Gender equality is a universal battle that requires both men and women to pull in the same direction. It’s time to stop pointing the finger and act – and this begins in the home.
Intentional support starts at home – and ends at the workplace
When the first African-American woman in space, Dr. Mae C. Jemison, was at school in the 1960s her teacher didn’t take her career ambitions seriously. “I want to be a scientist,” she recalls in an entry in ‘Changing the Face of Medicine’. “She looked at me and she said, ‘Don’t you mean a nurse?’ But I really just put my hands on my hips, and I said, ‘No, I mean a scientist.’” This young girl was so grounded in who she was, no amount of input could sway her. Unfortunately, this is rare.
While Jemison’s courage and determination to stand up for herself were instrumental in her success in pursuing her chosen career – later gaining a place on NASA’s astronaut training programme – she also had a supportive family fuelling her ambition.
Continuous support at the workplace is also essential in creating successful companies that drive meaningful social impact. According to a recent study, diversity across the leadership team of an organisation can increase its bottom line by 15 percent. Studies have further shown that companies with diverse board of directors are more financially successful, have better credit ratings, and achieve higher employee retention. Thus, a diverse talent pool is now a business imperative. Further, an inclusive culture can help companies more effectively manage the complexities of transformation. So, what is your organisation waiting for?
The power of intentional support
I recall an experiment with a former technology team: in an effort to empower female members, the women decided to express their support for each other by giving high-fives whenever they crossed paths in the office. This simple act of expressing support was quickly noticed by the male colleagues, and within days, the entire team started to high-five each other, lifting morale and collaboration across the organisation.
We tend to forget how powerful intentional support is and how easily it can be achieved. As one example of many, it showcases how powerful the smallest act of togetherness can be. In the same light, watch your own unconscious biases in how you communicate to girls and boys.
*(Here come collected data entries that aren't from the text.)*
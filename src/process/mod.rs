//! Execution of the git binary.
//!
//! All repository queries go through the [`GitRunner`] trait so that tests
//! can script git's output without touching a real repository. The default
//! implementation, [`GitCommand`], runs `git` with a fixed set of safety
//! flags and captures its output.

mod error;

use std::process::{Command, Stdio};

use camino::Utf8PathBuf;

pub use error::ExecuteError;

/// Flags prepended to every git invocation.
///
/// `--literal-pathspecs` disables globbing and pathspec magic, and
/// `--no-optional-locks` keeps read-only queries from taking the index lock.
pub const SAFETY_FLAGS: [&str; 3] = ["--no-pager", "--literal-pathspecs", "--no-optional-locks"];

/// Runs git subcommands and returns their standard output.
#[cfg_attr(test, mockall::automock)]
pub trait GitRunner {
    /// Runs `git <SAFETY_FLAGS> <args>` and returns captured stdout.
    ///
    /// # Errors
    ///
    /// Returns [`ExecuteError::NonZeroExit`] when git fails, carrying the exit
    /// code and captured output, or another variant when git could not be
    /// run at all.
    fn execute(&self, args: &[String]) -> Result<String, ExecuteError>;
}

/// [`GitRunner`] backed by the `git` binary on `PATH`.
#[derive(Debug, Clone, Default, PartialEq, Eq)]
pub struct GitCommand {
    working_dir: Option<Utf8PathBuf>,
}

impl GitCommand {
    /// Creates a runner operating in the process working directory.
    #[must_use]
    pub const fn new() -> Self {
        Self { working_dir: None }
    }

    /// Creates a runner operating in `dir`.
    #[must_use]
    pub fn in_dir(dir: impl Into<Utf8PathBuf>) -> Self {
        Self {
            working_dir: Some(dir.into()),
        }
    }
}

impl GitRunner for GitCommand {
    fn execute(&self, args: &[String]) -> Result<String, ExecuteError> {
        tracing::debug!(?args, "running git");

        let mut command = Command::new("git");
        command
            .args(SAFETY_FLAGS)
            .args(args)
            .stdin(Stdio::null())
            .stdout(Stdio::piped())
            .stderr(Stdio::piped());
        if let Some(dir) = &self.working_dir {
            command.current_dir(dir);
        }

        let output = command.output().map_err(|error| ExecuteError::Spawn {
            message: error.to_string(),
        })?;

        let stdout = String::from_utf8(output.stdout).map_err(|_| ExecuteError::InvalidOutput {
            args: args.to_vec(),
        })?;
        let stderr = String::from_utf8_lossy(&output.stderr).into_owned();

        if output.status.success() {
            return Ok(stdout);
        }

        match output.status.code() {
            Some(code) => {
                tracing::debug!(?args, code, "git exited with failure");
                Err(ExecuteError::NonZeroExit {
                    args: args.to_vec(),
                    code,
                    stdout,
                    stderr,
                })
            }
            None => Err(ExecuteError::Terminated {
                args: args.to_vec(),
                stdout,
                stderr,
            }),
        }
    }
}
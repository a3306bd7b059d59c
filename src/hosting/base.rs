//! The `https://<host>/<owner>/<repo>` root every service builds on.

use url::Url;

use super::error::HostingError;
use crate::local::FetchUrl;

/// Repository home URL derived from a fetch URL.
///
/// Only the first two path segments are used; a trailing `.git` on the
/// repository segment is dropped and any port is ignored.
#[derive(Debug, Clone, PartialEq, Eq)]
pub(super) struct RepositoryBase {
    url: Url,
}

impl RepositoryBase {
    pub(super) fn from_fetch_url(fetch_url: &FetchUrl) -> Result<Self, HostingError> {
        let invalid = |reason: &str| HostingError::InvalidFetchUrl {
            url: fetch_url.to_string(),
            reason: reason.to_owned(),
        };

        let mut segments = fetch_url.path_segments();
        let owner = segments.next().ok_or_else(|| invalid("missing owner"))?;
        let repo_segment = segments
            .next()
            .ok_or_else(|| invalid("missing repository"))?;
        let repo = repo_segment.strip_suffix(".git").unwrap_or(repo_segment);
        if repo.is_empty() {
            return Err(invalid("missing repository"));
        }

        let mut url = Url::parse(&format!("https://{}/", fetch_url.host()))
            .map_err(|error| invalid(&error.to_string()))?;
        url.path_segments_mut()
            .map_err(|()| invalid("host cannot carry a path"))?
            .pop_if_empty()
            .push(owner)
            .push(repo);

        Ok(Self { url })
    }

    pub(super) fn home(&self) -> Url {
        self.url.clone()
    }

    /// Appends path components below the repository root.
    ///
    /// Each component is split on `/` so refs like `feature/x` and nested
    /// file paths stay readable; empty pieces are skipped.
    pub(super) fn join(&self, components: &[&str]) -> Url {
        let mut url = self.url.clone();
        if let Ok(mut segments) = url.path_segments_mut() {
            segments.extend(
                components
                    .iter()
                    .flat_map(|component| component.split('/'))
                    .filter(|piece| !piece.is_empty()),
            );
        }
        url
    }
}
It’s often the smallest bit of input, like telling a girl she should focus on making new friends instead of taking the hard math class, or discouraging a boy to take a dance class. These might seem innocuous, but they can make a big difference.
From today and going forward, I’m urging you to step in and do an act of intentional support, whether for your female team members at work or your daughters and granddaughters at home.
If you’re in a leadership position, find one suitable female applicant and empower that person to apply for a vacancy at your organisation. If you’re a student, encourage one of your peers to take that computer science class or join the robotics competition. Simple acts of support can result in a lasting positive impact.
Most importantly, let’s start walking the walk together. Talking about these issues is important, but we’ve been talking about this for years; it’s our actions that will make a real difference. If we all commit to making small steps in the right direction, we can make faster progress towards a more inclusive future, empowering different opinions and perspectives as we live out careers that, once, women like Ada Lovelace could only dream of.